By Pam Martens: January 17, 2024 ~

The Bankers' New ClothesAnat Admati, Professor of Finance and Economics at Stanford Graduate School of Business, and German economist Martin Hellwig, have performed a public service to all Americans with their newly released, updated and expanded book The Bankers’ New Clothes: What’s Wrong with Banking and What to Do about It. It puts the interlocking web of corruption that is mistakenly referred to as the U.S. banking system into a pristinely documented and highly readable book.

Let us first explain those men without pants on the book jacket. That provocative graphic comes from the storyline in the Hans Christian Andersen tale “The Emperor’s New Clothes.” Tailors offer to make the emperor magical clothes that will be visible only to smart people and invisible to the stupid and unfit. When the emperor’s ministers go to inspect the clothes, they see nothing, but they are fearful of being called stupid if they admit this. The emperor, also fearful of being regarded as intellectually lacking, says nothing and tours the capitol in his nonexistent garments. Only a child is brave enough to shout out in the capitol “The emperor has no clothes,” thus breaking the conspiracy of silence.

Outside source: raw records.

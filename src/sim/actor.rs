//! Actors: a shared body record plus per-kind behavior
//!
//! The set of kinds is closed, so dispatch goes through [`ActorKind`] to a
//! [`Behavior`] implementation rather than through boxed trait objects.

use super::body::Body;
use super::boundary::Boundary;
use super::collision::{Collide, Contact};
use super::controller::Controller;
use super::noise::NoiseSource;
use super::player::Player;
use super::tick::TickInput;
use super::turret::Turret;

/// Per-kind hooks the world calls each tick. Every hook defaults to a no-op.
pub trait Behavior {
    /// Advance the kind's own state machine
    fn machine_state(&mut self, _body: &mut Body, _noise: &mut dyn NoiseSource) {}

    /// Gravity and jitter. Only called while `body.natural_action` is set.
    fn natural_forces(&mut self, _body: &mut Body, _noise: &mut dyn NoiseSource) {}

    /// React to the keyboard snapshot
    fn key_action(&mut self, _body: &mut Body, _input: &TickInput) {}

    /// Look at the other actors and pick a reference position
    fn ai_action(&mut self, _body: &mut Body, _others: &[Contact]) {}

    fn collision(&mut self, _body: &mut Body, _other: &Contact) {}

    /// Extra collision data this kind exposes to others
    fn decorate(&self, _contact: &mut Contact) {}
}

#[derive(Debug)]
pub enum ActorKind {
    Player(Player),
    Boundary(Boundary),
    Turret(Turret),
}

impl ActorKind {
    fn behavior(&self) -> &dyn Behavior {
        match self {
            ActorKind::Player(p) => p,
            ActorKind::Boundary(b) => b,
            ActorKind::Turret(t) => t,
        }
    }

    fn behavior_mut(&mut self) -> &mut dyn Behavior {
        match self {
            ActorKind::Player(p) => p,
            ActorKind::Boundary(b) => b,
            ActorKind::Turret(t) => t,
        }
    }

    pub fn as_player(&self) -> Option<&Player> {
        match self {
            ActorKind::Player(p) => Some(p),
            _ => None,
        }
    }

    pub fn as_boundary(&self) -> Option<&Boundary> {
        match self {
            ActorKind::Boundary(b) => Some(b),
            _ => None,
        }
    }

    pub fn as_boundary_mut(&mut self) -> Option<&mut Boundary> {
        match self {
            ActorKind::Boundary(b) => Some(b),
            _ => None,
        }
    }

    pub fn as_turret(&self) -> Option<&Turret> {
        match self {
            ActorKind::Turret(t) => Some(t),
            _ => None,
        }
    }

    pub fn as_turret_mut(&mut self) -> Option<&mut Turret> {
        match self {
            ActorKind::Turret(t) => Some(t),
            _ => None,
        }
    }
}

/// One simulated entity
#[derive(Debug)]
pub struct Actor {
    pub body: Body,
    pub kind: ActorKind,
    /// Drives `body.control_force` toward `body.ref_pos` when present
    pub controller: Option<Controller>,
}

impl Actor {
    pub fn new(body: Body, kind: ActorKind) -> Self {
        Self {
            body,
            kind,
            controller: None,
        }
    }

    pub fn with_controller(mut self, controller: Controller) -> Self {
        self.controller = Some(controller);
        self
    }

    pub fn machine_state(&mut self, noise: &mut dyn NoiseSource) {
        self.kind.behavior_mut().machine_state(&mut self.body, noise);
    }

    pub fn natural_forces(&mut self, noise: &mut dyn NoiseSource) {
        if self.body.natural_action {
            self.kind.behavior_mut().natural_forces(&mut self.body, noise);
        }
    }

    pub fn key_action(&mut self, input: &TickInput) {
        self.kind.behavior_mut().key_action(&mut self.body, input);
    }

    pub fn ai_action(&mut self, others: &[Contact]) {
        self.kind.behavior_mut().ai_action(&mut self.body, others);
    }

    /// Recompute this tick's corrective force toward `ref_pos`
    pub fn control(&mut self, noise: &mut dyn NoiseSource) {
        if let Some(controller) = &self.controller {
            self.body.control_force =
                controller.compute_action(&self.body, self.body.ref_pos, noise);
        }
    }

    pub fn update_pos(&mut self, noise: &mut dyn NoiseSource) {
        self.body.update_pos(noise);
    }
}

impl Collide for Actor {
    fn participates(&self) -> bool {
        self.body.reaction_effect
    }

    fn contact(&self) -> Contact {
        let mut contact = Contact {
            id: self.body.id,
            category: self.body.category,
            main_state: self.body.main_state,
            pos: self.body.pos,
            resistance: self.body.resistance,
            ring: None,
        };
        self.kind.behavior().decorate(&mut contact);
        contact
    }

    fn on_collision(&mut self, other: &Contact) {
        self.kind.behavior_mut().collision(&mut self.body, other);
    }
}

The authors explain in example after example how corruption has taken over the banking system today but the guardians of our democracy have bought into the “pervasive myth that banks and banking are special and different,” so they have allowed themselves to be socialized to silence out of fear of being “declared incompetent to participate in the discussion.”

As I read that insightful analogy, the image of 60 Minutes’ Lesley Stahl treating JPMorgan Chase’s crime boss, Jamie Dimon, like a revered financial wizard in a televised interview in 2019 flashed through my mind. (Less than a year after that program aired, JPMorgan Chase admitted to another two felony counts brought by the U.S. Department of Justice, bringing its total to an unprecedented five felony counts in the span of six years.)

A key area on which Admati and Hellwig shine much needed sunshine is the accounting gimmickry that allows U.S. banks to hide billions of dollars in losses on bonds by simply labeling them “held to maturity” securities. (For background, see here and here.) The authors write that “Accounting rules should be changed so that banks must apply fair-value accounting to all assets regardless of how long they intend to hold them.”

Admati and Hellwig also provide brilliant new insights into the second, third and fourth largest bank failures in U.S. history that occurred in the spring of last year. Those bank failures resulted in the Federal Reserve creating yet another new bailout program, the Bank Term Funding Program, despite the American people being reassured since 2010 that the Dodd-Frank financial reform legislation ended “too big to fail.”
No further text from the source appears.